The Rangers fell short in the qualifying round, but their fans have a lot to get excited about. Left wing Artemi Panarin is a finalist for the Hart Memorial Trophy. Center Mika Zibanejad tallied 41 goals. They have also got lots of promising young talent such as goalie Igor Shesterkin, defensemen Adam Fox and Tony DeAngelo and wingers Kaapo Kakko and Pavel Buchnevich.
Eichel would be a terrific fit with the Rangers and would accelerate their rebuild. He could center the first line alongside Panarin and Buchnevich, giving them what would be one of the league's most potent scoring punches. Zibanejad could be moved to the second line, providing a better-balanced attack.

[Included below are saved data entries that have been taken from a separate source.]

impl TextureDesc {
    /// A single-layer, single-mip 2D texture.
    #[must_use]
    pub fn new_2d(
        label: impl Into<String>,
        width: u32,
        height: u32,
        format: wgpu::TextureFormat,
        usage: wgpu::TextureUsages,
    ) -> Self {
        Self {
            label: label.into(),
            width,
            height,
            depth_or_layers: 1,
            mip_level_count: 1,
            sample_count: 1,
            format,
            dimension: ViewDimension::D2,
            usage,
        }
    }

    /// Full mip chain for the texture's largest side.
    #[must_use]
    pub fn with_full_mips(mut self) -> Self {
        self.mip_level_count = self.width.max(self.height).max(1).ilog2() + 1;
        self
    }

    #[must_use]
    pub fn with_samples(mut self, sample_count: u32) -> Self {
        self.sample_count = sample_count;
        self
    }

    #[must_use]
    pub fn with_layers(mut self, dimension: ViewDimension, depth_or_layers: u32) -> Self {
        self.dimension = dimension;
        self.depth_or_layers = depth_or_layers;
        self
    }

    fn texture_dimension(&self) -> wgpu::TextureDimension {
        match self.dimension {
            ViewDimension::D1 => wgpu::TextureDimension::D1,
            ViewDimension::D3 => wgpu::TextureDimension::D3,
            _ => wgpu::TextureDimension::D2,
        }
    }
}

/// Sub-resource range of a texture view.
#[derive(Debug, Clone, Copy, PartialEq, Eq, Hash)]
pub struct TextureViewKey {
    pub base_mip: u32,
    pub mip_count: u32,
    pub base_layer: u32,
    pub layer_count: u32,
}

impl TextureViewKey {
    #[must_use]
    pub fn new(base_mip: u32, mip_count: u32, base_layer: u32, layer_count: u32) -> Self {
        Self {
            base_mip,
            mip_count,
            base_layer,
            layer_count,
        }
    }

    /// One mip level of one layer.
    #[must_use]
    pub fn single(mip: u32, layer: u32) -> Self {
        Self::new(mip, 1, layer, 1)
    }
}

/// Filtering and addressing of a texture's samplers.
#[derive(Debug, Clone, Copy, PartialEq, Eq)]
pub struct SamplerParams {
    pub address_mode: wgpu::AddressMode,
    pub mag_filter: wgpu::FilterMode,
    pub min_filter: wgpu::FilterMode,
    pub mipmap_filter: wgpu::MipmapFilterMode,
    /// Requested anisotropy; clamped to the device maximum. Only applied when
    /// every filter is linear.
    pub anisotropy: u16,
}

impl Default for SamplerParams {
    fn default() -> Self {
        Self {
            address_mode: wgpu::AddressMode::Repeat,
            mag_filter: wgpu::FilterMode::Linear,
            min_filter: wgpu::FilterMode::Linear,
            mipmap_filter: wgpu::MipmapFilterMode::Linear,
            anisotropy: 1,
        }
    }
}

// ─── GpuTexture ──────────────────────────────────────────────────────────────

/// A GPU texture with its default view and view/sampler caches.
pub struct GpuTexture<B: GpuBackend> {
    id: u64,
    raw: B::Texture,
    desc: TextureDesc,
    default_view: B::TextureView,
    views: RefCell<FxHashMap<TextureViewKey, B::TextureView>>,
    samplers: RefCell<[Option<B::Sampler>; 3]>,
    sampler_params: SamplerParams,
    max_anisotropy: u16,
}

impl<B: GpuBackend> GpuTexture<B> {
    #[must_use]
    pub fn new(backend: &B, desc: TextureDesc) -> Self {
        let (raw, default_view) = create_raw(backend, &desc);
        Self {
            id: next_resource_id(),
            raw,
            desc,
            default_view,
            views: RefCell::new(FxHashMap::default()),
            samplers: RefCell::new([None, None, None]),
            sampler_params: SamplerParams::default(),
            max_anisotropy: backend.caps().max_anisotropy,
        }
    }

    /// Replaces the GPU object. Contents are not preserved.
    pub fn recreate(&mut self, backend: &B) {
        let (raw, default_view) = create_raw(backend, &self.desc);
        self.raw = raw;
        self.default_view = default_view;
        self.id = next_resource_id();
        self.views.get_mut().clear();
        *self.samplers.get_mut() = [None, None, None];
    }

    /// Changes sampling parameters; cached samplers are dropped.
    pub fn set_sampler_params(&mut self, params: SamplerParams) {
        if self.sampler_params != params {
            self.sampler_params = params;
            *self.samplers.get_mut() = [None, None, None];
        }
    }

    /// View of a sub-resource range, created on first request.
    pub fn view(&self, backend: &B, key: TextureViewKey) -> B::TextureView {
        if let Some(view) = self.views.borrow().get(&key) {
            return view.clone();
        }
        let view = backend.create_texture_view(
            &self.raw,
            &wgpu::TextureViewDescriptor {
                label: Some(&self.desc.label),
                format: None,
                dimension: Some(self.view_dimension(key).to_wgpu()),
                aspect: wgpu::TextureAspect::All,
                base_mip_level: key.base_mip,
                mip_level_count: Some(key.mip_count),
                base_array_layer: key.base_layer,
                array_layer_count: Some(key.layer_count),
                usage: None,
            },
        );
        self.views.borrow_mut().insert(key, view.clone());
        view
    }

    /// Sampler for the given binding type, created on first request.
    pub fn sampler(&self, backend: &B, binding: SamplerBinding) -> B::Sampler {
        if let Some(sampler) = &self.samplers.borrow()[binding.index()] {
            return sampler.clone();
        }
        let params = self.sampler_params;
        let (mag_filter, min_filter, mipmap_filter) = match binding {
            SamplerBinding::NonFiltering => (
                wgpu::FilterMode::Nearest,
                wgpu::FilterMode::Nearest,
                wgpu::MipmapFilterMode::Nearest,
            ),
            _ => (params.mag_filter, params.min_filter, params.mipmap_filter),
        };
        let all_linear = mag_filter == wgpu::FilterMode::Linear
            && min_filter == wgpu::FilterMode::Linear
            && mipmap_filter == wgpu::MipmapFilterMode::Linear;
        let anisotropy_clamp = if binding == SamplerBinding::Filtering && all_linear {
            params.anisotropy.clamp(1, self.max_anisotropy.max(1))
        } else {
            1
        };

        let sampler = backend.create_sampler(&wgpu::SamplerDescriptor {
            label: Some(&self.desc.label),
            address_mode_u: params.address_mode,
            address_mode_v: params.address_mode,
            address_mode_w: params.address_mode,
            mag_filter,
            min_filter,
            mipmap_filter,
            compare: (binding == SamplerBinding::Comparison)
                .then_some(wgpu::CompareFunction::LessEqual),
            anisotropy_clamp,
            ..Default::default()
        });
        self.samplers.borrow_mut()[binding.index()] = Some(sampler.clone());
        sampler
    }

    /// Dimension used for a view of `key`: single layers of layered textures
    /// are viewed as plain 2D.
    fn view_dimension(&self, key: TextureViewKey) -> ViewDimension {
        match self.desc.dimension {
            ViewDimension::D2Array | ViewDimension::Cube | ViewDimension::CubeArray
                if key.layer_count == 1 =>
            {
                ViewDimension::D2
            }
            ViewDimension::Cube if key.layer_count != 6 => ViewDimension::D2Array,
            ViewDimension::CubeArray if key.layer_count % 6 != 0 => ViewDimension::D2Array,
            other => other,
        }
    }

    #[inline]
    #[must_use]
    pub fn id(&self) -> u64 {
        self.id
    }

    #[inline]
    #[must_use]
    pub fn raw(&self) -> &B::Texture {
        &self.raw
    }

    #[inline]
    #[must_use]
    pub fn default_view(&self) -> &B::TextureView {
        &self.default_view
    }

    #[inline]
    #[must_use]
    pub fn desc(&self) -> &TextureDesc {
        &self.desc
    }

    #[inline]
    #[must_use]
    pub fn format(&self) -> wgpu::TextureFormat {
        self.desc.format
    }

    #[inline]
    #[must_use]
    pub fn size(&self) -> (u32, u32) {
        (self.desc.width, self.desc.height)
    }

    #[inline]
    #[must_use]
    pub fn mip_level_count(&self) -> u32 {
        self.desc.mip_level_count
    }

    #[inline]
    #[must_use]
    pub fn sample_count(&self) -> u32 {
        self.desc.sample_count
    }

    /// Number of cached sub-resource views.
    #[must_use]
    pub fn cached_view_count(&self) -> usize {
        self.views.borrow().len()
    }
}

fn create_raw<B: GpuBackend>(backend: &B, desc: &TextureDesc) -> (B::Texture, B::TextureView) {
    let raw = backend.create_texture(&wgpu::TextureDescriptor {
        label: Some(&desc.label),
        size: wgpu::Extent3d {
            width: desc.width.max(1),
            height: desc.height.max(1),
            depth_or_array_layers: desc.depth_or_layers.max(1),
        },
        mip_level_count: desc.mip_level_count.max(1),
        sample_count: desc.sample_count.max(1),
        dimension: desc.texture_dimension(),
        format: desc.format,
        usage: desc.usage,
        view_formats: &[],
    });
    let default_view = backend.create_texture_view(
        &raw,
        &wgpu::TextureViewDescriptor {
            label: Some(&desc.label),
            dimension: Some(desc.dimension.to_wgpu()),
            ..Default::default()
        },
    );
    (raw, default_view)
}

#[cfg(test)]
mod tests {
    use super::*;
    use crate::device::recording::{Command, RecordingBackend};

    #[test]
    fn resource_ids_skip_zero() {
        let ids: Vec<u64> = (0..4).map(|_| next_resource_id()).collect();
        assert!(ids.iter().all(|&id| id != 0));
        assert!(ids.windows(2).all(|pair| pair[0] < pair[1]));
    }

    #[test]
    fn view_cache_reuses_identical_ranges() {
        let backend = RecordingBackend::new();
        let texture = GpuTexture::new(
            &backend,
            TextureDesc::new_2d(
                "shadow",
                256,
                256,
                wgpu::TextureFormat::Rgba8Unorm,
                wgpu::TextureUsages::TEXTURE_BINDING,
            )
            .with_full_mips(),
        );
        let a = texture.view(&backend, TextureViewKey::single(2, 0));
        let b = texture.view(&backend, TextureViewKey::single(2, 0));
        let c = texture.view(&backend, TextureViewKey::single(3, 0));
        assert_eq!(a, b);
        assert_ne!(a, c);
        assert_eq!(texture.cached_view_count(), 2);
        assert_eq!(texture.mip_level_count(), 9);
    }

    #[test]
    fn sampler_cache_per_binding_type() {
        let backend = RecordingBackend::new();
        let texture = GpuTexture::new(
            &backend,
            TextureDesc::new_2d(
                "depth",
                64,
                64,
                wgpu::TextureFormat::Depth32Float,
                wgpu::TextureUsages::TEXTURE_BINDING,
            ),
        );
        let a = texture.sampler(&backend, SamplerBinding::Comparison);
        let b = texture.sampler(&backend, SamplerBinding::Comparison);
        let c = texture.sampler(&backend, SamplerBinding::NonFiltering);
        assert_eq!(a, b);
        assert_ne!(a, c);
        let comparisons = backend
            .commands()
            .iter()
            .filter(|c| matches!(c, Command::CreateSampler { comparison: true, .. }))
            .count();
        assert_eq!(comparisons, 1);
    }

    #[test]
    fn recreate_issues_new_id_and_reuploads() {
        let backend = RecordingBackend::new();
        let mut buffer = GpuBuffer::with_data(
            &backend,
            "vertices",
            wgpu::BufferUsages::VERTEX,
            &[1, 2, 3, 4, 5],
        );
        assert_eq!(buffer.size(), 8);
        let old = buffer.id();
        buffer.recreate(&backend);
        assert_ne!(buffer.id(), old);
        assert_eq!(
            backend.buffer_contents(*buffer.raw()),
            Some(vec![1, 2, 3, 4, 5, 0, 0, 0])
        );
    }
}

With $67.1 million invested in 15 players, the Rangers would have to shed some salary to make room for Eichel's contract. They could get $8.25 million of wiggle room if goalie Henrik Lundqvist retires or is traded, though the latter option seems unlikely. Buying him out would free up $3 million, per CapFriendly.
The Rangers' best trade bait is the first overall pick in this year's draft. The Sabres could use it to select left wing Alexis Lafreniere of the QMJHL's Rimouski Oceanic or center Quinton Byfield of the OHL's Sudbury Wolves. Buffalo could then also shop the pick to the highest bidder in hopes of land a first-line center to replace Eichel.
Kakko would also have to be part of that package, as he would provide the Sabres with a good young scoring winger. The Rangers could also include restricted free agent center Ryan Strome in the deal, though the Sabres' recent addition of Eric Staal could make that unnecessary. Still, one can never have enough depth at center.
Assuming Lundqvist doesn't retire and cannot be traded, the Rangers could insist on the Sabres taking another salary off their hands. They could peddle defenseman Brendan Smith, who has a year remaining on his contract at $4.35 million, provided the Sabres aren't on his no-trade list.